Typically, all electronic transmission schemes use an initializing scheme which is a "sign on" or initializing sequence to identify the sender and protocol. This usually begins with a sync and/or beginning of message signal (B-O-M) which identifies the beginning of a data transmission. This is generally followed by a header, after which the data flow begins. The data is often sent in blocks with FEC and CRC codes. For example, the header includes a cyclical redundancy check (CRC) which is repeated periodically throughout the message. At the end of the transmission, and end of message (E-O-M) signal is generated, and the transmission is completed. Typical protocols use CRC's to detect errors and FEC's to correct errors (on a limited basis) without retransmission, and with higher level protocol stacks to direct retransmission of detected lost data. Both use of FEC coding and retransmission require additional time to accomplish transmission. It would be far more desirable to minimize loss of data rather than retransmit it, particularly with real time correction or reconstruction. If the sync or B-O-M signal is missed, the entire data stream is lost. That is, when a transmission is initiated, a B-O-M signal is at the front end or beginning of the message. If the B-O-M signal is lost or missed, the data cannot be interrupted, and the entire transmission is lost. Once lost or interrupted, the transmission has to be resent with an identifying B-O-M signal. The only indication of an error is the failure to receive a reverse channel acknowledgment, if used, indicating that the transmission was interrupted prior to completion of the transmission.

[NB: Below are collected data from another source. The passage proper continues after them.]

#[cfg(test)]
mod tests {
    use const_addrs::{ip4, net, net4};
    use vireo_model::eval::apply_policy;
    use vireo_model::route::Route;
    use vireo_vendor::bgp::{BgpAggregate, LeafPeer};
    use vireo_vendor::config::NamedRef;

    use super::*;

    fn convert(
        cfg: &VendorConfig,
        proc: &BgpProcess,
    ) -> (Model, Diagnostics) {
        let mut model = Model::new("r1");
        model.vrfs.insert(DEFAULT_VRF.to_owned(), Vrf::new(DEFAULT_VRF));
        let mut refs = References::new();
        let mut diags = Diagnostics::new();
        convert_bgp(DEFAULT_VRF, proc, cfg, &mut model, &mut refs, &mut diags)
            .unwrap();
        (model, diags)
    }

    fn leaf(addr: &str, cfg: vireo_vendor::bgp::PeerCfg) -> LeafPeer {
        let mut leaf = LeafPeer::new(addr.parse().unwrap());
        leaf.cfg = cfg;
        leaf
    }

    #[test]
    fn test_summary_only_aggregate_suppression() {
        let mut proc = BgpProcess::new(65000);
        proc.aggregates.push(BgpAggregate {
            prefix: net4!("10.0.0.0/16"),
            summary_only: true,
            as_set: false,
            attribute_map: None,
        });

        let (model, _) = convert(&VendorConfig::default(), &proc);
        let common = names::bgp_common_export(DEFAULT_VRF);

        // A strictly more specific learned route is suppressed.
        let specific = Route::new(net!("10.0.1.0/24"), RouteProtocol::Ospf);
        assert!(apply_policy(&model, &common, &specific).is_reject());

        // The aggregate itself is exported with IGP origin.
        let aggregate =
            Route::new(net!("10.0.0.0/16"), RouteProtocol::Aggregate);
        match apply_policy(&model, &common, &aggregate) {
            vireo_model::policy::PolicyResult::Accept(route) => {
                assert_eq!(route.origin, Some(BgpOrigin::Igp));
            }
            vireo_model::policy::PolicyResult::Reject => {
                panic!("expected accept")
            }
        }

        // The generated aggregate route exists only while a contributing
        // route does.
        let vrf = &model.vrfs[DEFAULT_VRF];
        let generated = &vrf.generated_routes[0];
        assert_eq!(generated.admin, AGGREGATE_ROUTE_ADMIN);
        assert!(generated.discard);
        let gen_policy = generated.generation_policy.as_ref().unwrap();
        assert!(apply_policy(&model, gen_policy, &specific).is_accept());
        assert!(apply_policy(&model, gen_policy, &aggregate).is_reject());
    }

    #[test]
    fn test_non_summary_aggregate_suppresses_nothing() {
        let mut proc = BgpProcess::new(65000);
        proc.aggregates.push(BgpAggregate {
            prefix: net4!("10.0.0.0/16"),
            summary_only: false,
            as_set: false,
            attribute_map: None,
        });
        proc.redistribution
            .entry(RouteProtocol::Ospf)
            .or_default();

        let (model, _) = convert(&VendorConfig::default(), &proc);
        let common = names::bgp_common_export(DEFAULT_VRF);
        let specific = Route::new(net!("10.0.1.0/24"), RouteProtocol::Ospf);
        assert!(apply_policy(&model, &common, &specific).is_accept());
    }

    #[test]
    fn test_missing_outbound_route_map() {
        let mut proc = BgpProcess::new(65000);
        let mut cfg = vireo_vendor::bgp::PeerCfg::default();
        cfg.remote_as = Some(65001);
        cfg.route_map_out = Some(NamedRef::new("GHOST".to_owned(), Some(7)));
        proc.neighbors.push(leaf("192.0.2.1/32", cfg));

        let (model, diags) = convert(&VendorConfig::default(), &proc);
        // The export policy is still synthesized, without the constraint.
        let export = names::bgp_peer_export(
            DEFAULT_VRF,
            &"192.0.2.1/32".parse::<IpNetwork>().unwrap(),
        );
        assert!(model.policies.contains_key(&export));
        assert!(diags.has_undefined(StructureKind::RouteMap, "GHOST"));
        assert_eq!(
            diags
                .undefined_refs()
                .iter()
                .filter(|record| record.name == "GHOST")
                .count(),
            1
        );

        // Without the constraint, already-BGP routes flow through.
        let route = Route::new(net!("10.0.0.0/8"), RouteProtocol::Bgp);
        assert!(apply_policy(&model, &export, &route).is_accept());
    }

    #[test]
    fn test_default_originate_export_path() {
        let mut proc = BgpProcess::new(65000);
        let mut peer_cfg = vireo_vendor::bgp::PeerCfg::default();
        peer_cfg.remote_as = Some(65001);
        peer_cfg.default_originate = Some(true);
        proc.neighbors.push(leaf("192.0.2.1/32", peer_cfg));

        let (model, _) = convert(&VendorConfig::default(), &proc);
        let export = names::bgp_peer_export(
            DEFAULT_VRF,
            &"192.0.2.1/32".parse::<IpNetwork>().unwrap(),
        );

        // The default route passes peer export even though the common
        // policy rejects it.
        let default = Route::new(net!("0.0.0.0/0"), RouteProtocol::Aggregate);
        assert!(apply_policy(&model, &export, &default).is_accept());

        // And the peer carries a generated default gated by the
        // synthesized policy.
        let peer = &model.vrfs[DEFAULT_VRF].bgp.as_ref().unwrap().neighbors
            [&"192.0.2.1/32".parse::<IpNetwork>().unwrap()];
        assert_eq!(peer.generated_routes.len(), 1);
        assert_eq!(peer.generated_routes[0].admin, MAX_ADMIN_DISTANCE);
        let r#gen = peer.generated_routes[0].generation_policy.as_ref().unwrap();
        assert!(apply_policy(&model, r#gen, &default).is_accept());
    }

    #[test]
    fn test_multiple_outbound_filters_advisory() {
        let mut cfg = VendorConfig::default();
        cfg.prefix_lists.insert(
            "PL".to_owned(),
            vireo_vendor::acl::PrefixList::new("PL"),
        );
        let mut map = vireo_vendor::routemap::RouteMap::new("RM");
        map.clauses.insert(
            10,
            vireo_vendor::routemap::RouteMapClause::new(
                10,
                LineAction::Permit,
            ),
        );
        cfg.route_maps.insert("RM".to_owned(), map);

        let mut proc = BgpProcess::new(65000);
        let mut peer_cfg = vireo_vendor::bgp::PeerCfg::default();
        peer_cfg.remote_as = Some(65001);
        peer_cfg.route_map_out = Some(NamedRef::new("RM".to_owned(), None));
        peer_cfg.prefix_list_out = Some(NamedRef::new("PL".to_owned(), None));
        proc.neighbors.push(leaf("192.0.2.1/32", peer_cfg));

        let (_, diags) = convert(&cfg, &proc);
        assert!(
            diags
                .advisories()
                .iter()
                .any(|msg| msg.contains("multiple outbound filters")),
            "{:?}",
            diags.advisories()
        );
    }

    #[test]
    fn test_network_statement_excludes_bgp_sourced() {
        let mut proc = BgpProcess::new(65000);
        proc.networks.push(vireo_vendor::bgp::BgpNetwork {
            prefix: net4!("172.16.0.0/16"),
            route_map: None,
        });

        let (model, _) = convert(&VendorConfig::default(), &proc);
        let common = names::bgp_common_export(DEFAULT_VRF);
        let connected =
            Route::new(net!("172.16.0.0/16"), RouteProtocol::Connected);
        assert!(apply_policy(&model, &common, &connected).is_accept());
        // Already-aggregate routes do not match the network branch, but
        // BGP routes pass on the unconditional branch.
        let aggregate =
            Route::new(net!("172.16.0.0/16"), RouteProtocol::Aggregate);
        assert!(apply_policy(&model, &common, &aggregate).is_reject());
    }

    #[test]
    fn test_cluster_id_precedence() {
        let mut proc = BgpProcess::new(65000);
        proc.router_id = Some(ip4!("192.0.2.100"));
        proc.cluster_id = Some(ip4!("192.0.2.200"));
        let mut with_own = vireo_vendor::bgp::PeerCfg::default();
        with_own.remote_as = Some(65000);
        with_own.cluster_id = Some(ip4!("1.2.3.4"));
        proc.neighbors.push(leaf("192.0.2.1/32", with_own));
        let mut without = vireo_vendor::bgp::PeerCfg::default();
        without.remote_as = Some(65000);
        proc.neighbors.push(leaf("192.0.2.2/32", without));

        let (model, _) = convert(&VendorConfig::default(), &proc);
        let bgp = model.vrfs[DEFAULT_VRF].bgp.as_ref().unwrap();
        let first =
            &bgp.neighbors[&"192.0.2.1/32".parse::<IpNetwork>().unwrap()];
        assert_eq!(first.cluster_id, Some(ip4!("1.2.3.4")));
        let second =
            &bgp.neighbors[&"192.0.2.2/32".parse::<IpNetwork>().unwrap()];
        assert_eq!(second.cluster_id, Some(ip4!("192.0.2.200")));
    }
}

A prior art and typical prior art transmission sequence are shown in FIG. 1. Typically, when an incoming bit stream is detected by a receiving system, as indicated at 10, the system looks for a sync signal (at 12). If a sync signal is detected, the system looks for a B-O-M signal (at 14), and if present, the data is collected (at 16). This process continues until an E-O-M signal is received (at 18), indicating completion of the transmission (at 20).
If either a sync signal or a B-O-M signal is not detected at the beginning of a bit stream, the transmission cannot be initiated. When noise is present or other interference interrupts the transmission, the system detects the next received bit in the data stream as a new transmission. It looks for a sync or B-O-M signal, and since none is present, the reception is not initiated, even though the sending station continues to send reliable data.
Therefore, it would be desirable if the receiving station had the capability to collect data both before and after an interruption point in order permit recovery of a "lost" transmission to permit recovery after interruption and "look back in time" for valid transmitted data. This would permit "reconstruction" of a lost transmission.